Bu anneler bu kadar korkuları olmasına rağmen, korkak tavırlarının çocuklarını olumsuz etkileyeceklerinden korku ve kaygı duymazlar. Bu anlamda korku ve kaygı duymadıkları için de davranışlarını kontrol etmez ve tavırlarında bir değişiklik yapma ihtiyacı da hissetmezler.

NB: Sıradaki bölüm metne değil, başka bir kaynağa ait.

//! Client side of the export pipeline: talks to the export routes and drives
//! one export from submission to a downloadable file.

use async_trait::async_trait;

use crate::api::models::JobStatusResponse;
use crate::cv::ExportCvData;
use crate::job::JobId;

pub mod backoff;
pub mod driver;
pub mod http;

pub use backoff::BackoffConfig;
pub use driver::{DriverConfig, DriverOutcome, DriverState, ExportDriver};
pub use http::HttpExportApi;

/// Failure of a single call to the export service.
#[derive(Debug, Clone, PartialEq, Eq, thiserror::Error)]
pub enum ApiError {
    /// No response was obtained (connection refused, reset, timed out).
    #[error("transport error: {0}")]
    Transport(String),

    /// The service refused the request as invalid.
    #[error("request rejected ({status}): {message}")]
    Rejected { status: u16, message: String },

    #[error("not found")]
    NotFound,

    #[error("server error ({status}): {message}")]
    Server { status: u16, message: String },

    /// A response arrived but could not be understood.
    #[error("unexpected response: {0}")]
    Decode(String),
}

impl ApiError {
    /// Errors worth retrying: the request may well succeed if sent again.
    pub fn is_transient(&self) -> bool {
        matches!(self, ApiError::Transport(_) | ApiError::Server { .. })
    }
}

impl From<reqwest::Error> for ApiError {
    fn from(e: reqwest::Error) -> Self {
        if e.is_decode() {
            ApiError::Decode(e.to_string())
        } else {
            ApiError::Transport(e.to_string())
        }
    }
}

/// The two export routes as seen from a client.
#[cfg_attr(test, mockall::automock)]
#[async_trait]
pub trait ExportApi: Send + Sync {
    async fn create_job(&self, input: &ExportCvData) -> Result<JobId, ApiError>;

    async fn job_status(&self, job_id: &JobId) -> Result<JobStatusResponse, ApiError>;
}
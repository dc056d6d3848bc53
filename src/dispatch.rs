//! Fire-and-forget execution of export jobs.
//!
//! The create handler hands a job to [`ExportDispatcher::dispatch`] and
//! returns at once. The detached task renders the CV and writes the outcome
//! back into the job store, which is the only thing it shares with the
//! handlers.

use std::sync::Arc;
use tokio::sync::Semaphore;
use tokio_util::task::TaskTracker;
use tracing::{error, info};

use crate::cv::ExportCvData;
use crate::job::{JobId, JobUpdate};
use crate::renderer::CvRenderer;
use crate::store::SharedJobStore;
use crate::telemetry;

#[derive(Clone)]
pub struct ExportDispatcher {
    store: SharedJobStore,
    renderer: Arc<dyn CvRenderer>,
    permits: Arc<Semaphore>,
    tasks: TaskTracker,
}

impl ExportDispatcher {
    /// `concurrency` bounds how many renders run at once; further jobs stay
    /// `pending` until a slot frees up.
    pub fn new(store: SharedJobStore, renderer: Arc<dyn CvRenderer>, concurrency: usize) -> Self {
        Self {
            store,
            renderer,
            permits: Arc::new(Semaphore::new(concurrency.max(1))),
            tasks: TaskTracker::new(),
        }
    }

    /// Spawns the render for `job_id` and returns without waiting for it.
    pub fn dispatch(&self, job_id: JobId, input: ExportCvData) {
        let store = self.store.clone();
        let renderer = self.renderer.clone();
        let permits = self.permits.clone();

        self.tasks.spawn(async move {
            let Ok(_permit) = permits.acquire_owned().await else {
                error!(job_id = %job_id, "Dispatcher closed before job could start");
                return;
            };
            process_job(&job_id, &input, &store, renderer.as_ref()).await;
        });
    }

    /// Number of dispatched jobs that have not finished yet.
    pub fn in_flight(&self) -> usize {
        self.tasks.len()
    }

    /// Stops accepting work and waits for in-flight renders to finish.
    pub async fn shutdown(&self) {
        self.tasks.close();
        info!(in_flight = self.tasks.len(), "Waiting for export jobs to finish");
        self.tasks.wait().await;
    }
}

/// Processes a single CV export job.
///
/// 1. Mark job as processing
/// 2. Render the CV
/// 3. Mark job as completed or failed
/// 4. Record telemetry
///
/// Store failures are logged, not propagated.
async fn process_job(
    job_id: &JobId,
    input: &ExportCvData,
    store: &SharedJobStore,
    renderer: &dyn CvRenderer,
) {
    info!(job_id = %job_id, "Processing export job");

    match store.update(job_id, JobUpdate::Processing).await {
        Ok(true) => {}
        Ok(false) => {
            info!(job_id = %job_id, "Export job gone before rendering, skipping");
            return;
        }
        Err(e) => error!(job_id = %job_id, "Failed to update job status: {}", e),
    }

    let update = match renderer.render(input).await {
        Ok(file_url) => JobUpdate::Completed { file_url },
        Err(e) => {
            error!(job_id = %job_id, kind = %e.kind, "Export job failed: {}", e.message);
            JobUpdate::Failed {
                error: e.message,
                kind: e.kind,
            }
        }
    };

    if let Err(e) = store.update(job_id, update).await {
        error!(job_id = %job_id, "Failed to update job status: {}", e);
        return;
    }

    match store.get(job_id).await {
        Ok(Some(job)) => telemetry::record_job_telemetry(&job),
        Ok(None) => {}
        Err(e) => error!(job_id = %job_id, "Failed to read finished job: {}", e),
    }
}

Bakalım bu annelerin çocuklarını neler beklemekte? Bu annelerin çocukları ne yazık ki kendi kendilerine büyürler. Doğal olarak annelerini kendilerine model aldıkları için, onlar da kişiliklerinin korkak, kaygılı ve içe dönük taraflarını ortaya çıkarır ve geliştirirler. Onlar da hayvanlardan, gök gürültüsünden, yabancılardan korkmayı öğrenirler. Anneleri fobik reaksiyonları geliştirmişse onlar da bir süre fobileri (patolojik korkuları) olan çocuklar olurlar ve bunu hayatlarına taşırlar.

Siz de kendinizde yukarıdaki özellikleri fark ettinizse, öne kendiniz uzman yardımı almalı, daha sonra da çocuğunuzu gözlemlemeli ve gerekiyorsa ona da terapik yardım aldırmalısınız.